§ Exercise goal
The word "Deserialize" marks the lines to copy; find all of them in the entries below.
______
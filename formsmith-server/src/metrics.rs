//! Prometheus metrics for formsmith-server.
//!
//! Provides metrics collection and a Prometheus-compatible `/metrics` endpoint.

use metrics::{counter, gauge};
use metrics_exporter_prometheus::{BuildError, PrometheusBuilder, PrometheusHandle};

// Metric names as constants for consistency
const OPERATIONS_TOTAL: &str = "formsmith_operations_total";
const SESSIONS_ACTIVE: &str = "formsmith_sessions_active";
const FORM_FIELDS_TOTAL: &str = "formsmith_form_fields_total";
const VALIDATION_FAILURES_TOTAL: &str = "formsmith_validation_failures_total";
const IMPORTS_TOTAL: &str = "formsmith_imports_total";

/// Initialize metrics and return the Prometheus handle.
///
/// # Errors
///
/// Returns an error if the Prometheus recorder cannot be installed
/// (e.g., if another recorder is already installed).
pub fn init_metrics() -> Result<PrometheusHandle, BuildError> {
    PrometheusBuilder::new().install_recorder()
}

/// Record a builder operation.
///
/// # Arguments
///
/// * `operation` - Operation name (e.g., "create_field", "delete_step")
/// * `success` - Whether the operation succeeded
pub fn record_operation(operation: &str, success: bool) {
    counter!(
        OPERATIONS_TOTAL,
        "operation" => operation.to_string(),
        "success" => success.to_string()
    )
    .increment(1);
}

/// Update the active session count.
pub fn set_sessions(count: usize) {
    gauge!(SESSIONS_ACTIVE).set(count as f64);
}

/// Update the field count of a session's form.
pub fn set_form_fields(session_id: &str, count: usize) {
    gauge!(
        FORM_FIELDS_TOTAL,
        "session" => session_id.to_string()
    )
    .set(count as f64);
}

/// Record an input validation failure.
///
/// # Arguments
///
/// * `validation_type` - Type of validation that failed (session_id, name, import, etc.)
pub fn record_validation_failure(validation_type: &str) {
    counter!(
        VALIDATION_FAILURES_TOTAL,
        "type" => validation_type.to_string()
    )
    .increment(1);
}

/// Record a document import attempt.
///
/// # Arguments
///
/// * `success` - Whether the import was applied
pub fn record_import(success: bool) {
    counter!(
        IMPORTS_TOTAL,
        "success" => success.to_string()
    )
    .increment(1);
}
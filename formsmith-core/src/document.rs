//! Form document tree: templates and the steps they own.

use serde::{Deserialize, Serialize};
use uuid::Uuid;

use crate::{FieldId, FormError, FormField, FormResult};

/// Unique identifier for a step.
///
/// Generated as a UUID v4 string for new steps; imported documents may
/// carry arbitrary id strings.
#[derive(Debug, Clone, PartialEq, Eq, Hash, Serialize, Deserialize)]
#[serde(transparent)]
pub struct StepId(String);

impl StepId {
    /// Create a new unique step ID.
    #[must_use]
    pub fn new() -> Self {
        Self(Uuid::new_v4().to_string())
    }

    /// Wrap an existing identifier string.
    #[must_use]
    pub fn from_string(id: impl Into<String>) -> Self {
        Self(id.into())
    }

    /// The identifier as a string slice.
    #[must_use]
    pub fn as_str(&self) -> &str {
        &self.0
    }
}

impl Default for StepId {
    fn default() -> Self {
        Self::new()
    }
}

impl std::fmt::Display for StepId {
    fn fmt(&self, f: &mut std::fmt::Formatter<'_>) -> std::fmt::Result {
        write!(f, "{}", self.0)
    }
}

/// An ordered group of fields shown together in a multi-step form.
///
/// Field order determines both editor display order and preview
/// rendering order.
#[derive(Debug, Clone, PartialEq, Eq, Serialize, Deserialize)]
pub struct FormStep {
    /// Unique identifier.
    pub id: StepId,
    /// Title shown in the step list and the preview.
    pub title: String,
    /// Fields in display order.
    pub fields: Vec<FormField>,
}

impl FormStep {
    /// Create an empty step with a fresh id.
    #[must_use]
    pub fn new(title: impl Into<String>) -> Self {
        Self {
            id: StepId::new(),
            title: title.into(),
            fields: Vec::new(),
        }
    }

    /// Number of fields in the step.
    #[must_use]
    pub fn field_count(&self) -> usize {
        self.fields.len()
    }

    /// Position of a field within the step.
    #[must_use]
    pub fn position_of(&self, id: &FieldId) -> Option<usize> {
        self.fields.iter().position(|field| &field.id == id)
    }
}

/// A full form document: name, description, ordered steps.
///
/// A template holds at least one step at all times; the operations here
/// refuse any mutation that would leave it empty.
#[derive(Debug, Clone, PartialEq, Eq, Serialize, Deserialize)]
pub struct FormTemplate {
    /// Unique identifier.
    pub id: String,
    /// Form name, shown in the header and used for the export filename.
    pub name: String,
    /// Optional description.
    #[serde(default, skip_serializing_if = "Option::is_none")]
    pub description: Option<String>,
    /// Steps in display and navigation order.
    pub steps: Vec<FormStep>,
}

impl FormTemplate {
    /// Create a blank template: a generated id and one empty step.
    #[must_use]
    pub fn blank() -> Self {
        Self {
            id: Uuid::new_v4().to_string(),
            name: "Untitled Form".to_string(),
            description: None,
            steps: vec![FormStep::new("Step 1")],
        }
    }

    /// Number of steps.
    #[must_use]
    pub fn step_count(&self) -> usize {
        self.steps.len()
    }

    /// Total number of fields across all steps.
    #[must_use]
    pub fn field_count(&self) -> usize {
        self.steps.iter().map(FormStep::field_count).sum()
    }

    /// Iterate all fields in document order.
    pub fn fields(&self) -> impl Iterator<Item = &FormField> {
        self.steps.iter().flat_map(|step| step.fields.iter())
    }

    /// Get a field by id, searching every step.
    #[must_use]
    pub fn field(&self, id: &FieldId) -> Option<&FormField> {
        self.fields().find(|field| &field.id == id)
    }

    /// Index of the step containing a field.
    #[must_use]
    pub fn step_containing(&self, id: &FieldId) -> Option<usize> {
        self.steps.iter().position(|step| step.position_of(id).is_some())
    }

    /// Whether any field in the document uses the given form-data name.
    #[must_use]
    pub fn has_field_name(&self, name: &str) -> bool {
        self.fields().any(|field| field.name == name)
    }

    /// Replace the field with the matching id, preserving its position.
    ///
    /// # Errors
    ///
    /// Returns [`FormError::FieldNotFound`] if no field with that id
    /// exists anywhere in the document.
    pub fn replace_field(&mut self, field: FormField) -> FormResult<()> {
        for step in &mut self.steps {
            if let Some(position) = step.position_of(&field.id) {
                step.fields[position] = field;
                return Ok(());
            }
        }
        Err(FormError::FieldNotFound(field.id.to_string()))
    }

    /// Remove a field by id from whichever step contains it.
    ///
    /// # Errors
    ///
    /// Returns [`FormError::FieldNotFound`] if no field with that id
    /// exists anywhere in the document.
    pub fn remove_field(&mut self, id: &FieldId) -> FormResult<FormField> {
        for step in &mut self.steps {
            if let Some(position) = step.position_of(id) {
                return Ok(step.fields.remove(position));
            }
        }
        Err(FormError::FieldNotFound(id.to_string()))
    }

    /// Move a field within a step so it lands at index `to`.
    ///
    /// Intervening fields shift by one position; moving a field onto
    /// itself is a no-op. Indices outside the field range are rejected
    /// before anything is touched.
    ///
    /// # Errors
    ///
    /// Returns [`FormError::IndexOutOfRange`] for an invalid step or
    /// field index.
    pub fn reorder_fields(&mut self, step_index: usize, from: usize, to: usize) -> FormResult<()> {
        let step_count = self.steps.len();
        let step = self
            .steps
            .get_mut(step_index)
            .ok_or(FormError::IndexOutOfRange {
                index: step_index,
                len: step_count,
            })?;

        let len = step.fields.len();
        for index in [from, to] {
            if index >= len {
                return Err(FormError::IndexOutOfRange { index, len });
            }
        }
        if from == to {
            return Ok(());
        }

        let field = step.fields.remove(from);
        step.fields.insert(to, field);
        Ok(())
    }

    /// Append a new empty step titled `Step {n}` and return its index.
    pub fn add_step(&mut self) -> usize {
        let title = format!("Step {}", self.steps.len() + 1);
        self.steps.push(FormStep::new(title));
        self.steps.len() - 1
    }

    /// Remove the step at `index`.
    ///
    /// # Errors
    ///
    /// Returns [`FormError::LastStep`] when it is the only remaining
    /// step, [`FormError::IndexOutOfRange`] for an invalid index. Either
    /// way the document is left untouched.
    pub fn remove_step(&mut self, index: usize) -> FormResult<FormStep> {
        if index >= self.steps.len() {
            return Err(FormError::IndexOutOfRange {
                index,
                len: self.steps.len(),
            });
        }
        if self.steps.len() == 1 {
            return Err(FormError::LastStep);
        }
        Ok(self.steps.remove(index))
    }

    /// Replace the step with the matching id, preserving its position.
    ///
    /// # Errors
    ///
    /// Returns [`FormError::StepNotFound`] if no step with that id
    /// exists.
    pub fn replace_step(&mut self, step: FormStep) -> FormResult<()> {
        let position = self
            .steps
            .iter()
            .position(|existing| existing.id == step.id)
            .ok_or_else(|| FormError::StepNotFound(step.id.to_string()))?;
        self.steps[position] = step;
        Ok(())
    }
}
______
§ Solution to this problem
use serde::{Deserialize, Serialize};
#[derive(Debug, Clone, PartialEq, Eq, Hash, Serialize, Deserialize)]
#[derive(Debug, Clone, PartialEq, Eq, Serialize, Deserialize)]
#[derive(Debug, Clone, PartialEq, Eq, Serialize, Deserialize)]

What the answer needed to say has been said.